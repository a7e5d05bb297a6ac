//! Building playable games from deck lists

use crate::core::{BlueprintId, PlayerName};
use crate::game::command::Command;
use crate::game::state::{Game, GameConfig};
use crate::loader::deck::DeckList;
use crate::Result;
use serde::{Deserialize, Serialize};
use std::fs;
use std::path::Path;

/// One player's half of a match setup
#[derive(Debug, Clone, Serialize, Deserialize)]
pub struct PlayerSetup {
    pub name: PlayerName,
    pub hero: BlueprintId,
    pub deck: DeckList,
}

impl PlayerSetup {
    pub fn new(name: impl Into<String>, hero: impl Into<String>, deck: DeckList) -> Self {
        PlayerSetup {
            name: PlayerName::new(name),
            hero: BlueprintId::new(hero),
            deck,
        }
    }
}

/// Build a started game: decks validated and instantiated, shuffled with
/// the config seed, opening hands drawn, first draw phase run.
pub fn init_game(config: GameConfig, setups: [PlayerSetup; 2]) -> Result<Game> {
    for setup in &setups {
        setup.deck.validate()?;
    }

    let [a, b] = setups;
    let mut game = Game::new(config, [a.name, b.name], [a.hero, b.hero])?;
    let [p0, p1] = game.player_ids();

    for (player, deck) in [(p0, &a.deck), (p1, &b.deck)] {
        for entry in &deck.entries {
            for _ in 0..entry.count {
                game.add_deck_card(player, &entry.blueprint)?;
            }
        }
        game.shuffle_deck(player)?;
    }

    game.start()?;
    Ok(game)
}

/// Everything needed to reproduce a match: the setup plus the full
/// command history. This is the on-disk replay format.
#[derive(Debug, Clone, Serialize, Deserialize)]
pub struct MatchRecord {
    pub config: GameConfig,
    pub players: [PlayerSetup; 2],
    pub commands: Vec<Command>,
}

impl MatchRecord {
    /// Rebuild the game this record started from. Deterministic, so
    /// replaying `commands` on the result reproduces the match.
    pub fn rebuild(&self) -> Result<Game> {
        init_game(self.config.clone(), self.players.clone())
    }

    pub fn save_to_file<P: AsRef<Path>>(&self, path: P) -> Result<()> {
        let json = serde_json::to_string_pretty(self)?;
        fs::write(path, json)?;
        Ok(())
    }

    pub fn load_from_file<P: AsRef<Path>>(path: P) -> Result<MatchRecord> {
        let json = fs::read_to_string(path)?;
        Ok(serde_json::from_str(&json)?)
    }
}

• • •

**WORK REQUIRED**
Take from the material above the lines running from the one with "pub fn new(name: impl" through the one with "for (player, deck)", and repeat them exactly, with nothing else.

**ANSWER SECTION**
    pub fn new(name: impl Into<String>, hero: impl Into<String>, deck: DeckList) -> Self {
        PlayerSetup {
            name: PlayerName::new(name),
            hero: BlueprintId::new(hero),
            deck,
        }
    }
}

/// Build a started game: decks validated and instantiated, shuffled with
/// the config seed, opening hands drawn, first draw phase run.
pub fn init_game(config: GameConfig, setups: [PlayerSetup; 2]) -> Result<Game> {
    for setup in &setups {
        setup.deck.validate()?;
    }

    let [a, b] = setups;
    let mut game = Game::new(config, [a.name, b.name], [a.hero, b.hero])?;
    let [p0, p1] = game.player_ids();

    for (player, deck) in [(p0, &a.deck), (p1, &b.deck)] {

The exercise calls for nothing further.